Source data
>>>

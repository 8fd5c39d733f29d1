// src/config/loader.rs

use std::fs;
use std::path::{Path, PathBuf};

use tracing::debug;

use crate::config::model::Settings;
use crate::config::validate::validate_settings;
use crate::errors::Result;

/// Load a settings file from a given path.
///
/// This only performs TOML deserialization; it does **not** perform semantic
/// validation. Use [`load_and_validate`] for that.
pub fn load_from_path(path: impl AsRef<Path>) -> Result<Settings> {
    let path = path.as_ref();
    let contents = fs::read_to_string(path)?;

    let mut settings: Settings = toml::from_str(&contents)?;
    settings.source = path.to_path_buf();

    Ok(settings)
}

/// Load a settings file from path and run basic validation.
pub fn load_and_validate(path: impl AsRef<Path>) -> Result<Settings> {
    let settings = load_from_path(&path)?;
    validate_settings(&settings)?;
    Ok(settings)
}

/// Load settings for a run.
///
/// An explicit path must exist. Without one, `Fabfile.toml` is used when
/// present and built-in defaults otherwise; either way `source` points at
/// `Fabfile.toml` so `update_fab` knows which file to rewrite (or create).
pub fn load_or_default(explicit: Option<&Path>) -> Result<Settings> {
    if let Some(path) = explicit {
        return load_and_validate(path);
    }

    let path = default_config_path();
    if path.exists() {
        return load_and_validate(&path);
    }

    debug!(path = ?path, "no settings file found, using defaults");
    let settings = Settings {
        source: path,
        ..Settings::default()
    };
    validate_settings(&settings)?;
    Ok(settings)
}

/// Default settings file, relative to the current working directory.
pub fn default_config_path() -> PathBuf {
    PathBuf::from("Fabfile.toml")
}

<<<

(Required action)
The string "impl": state how many lines above contain it, giving nothing but the number.

(Written response)
2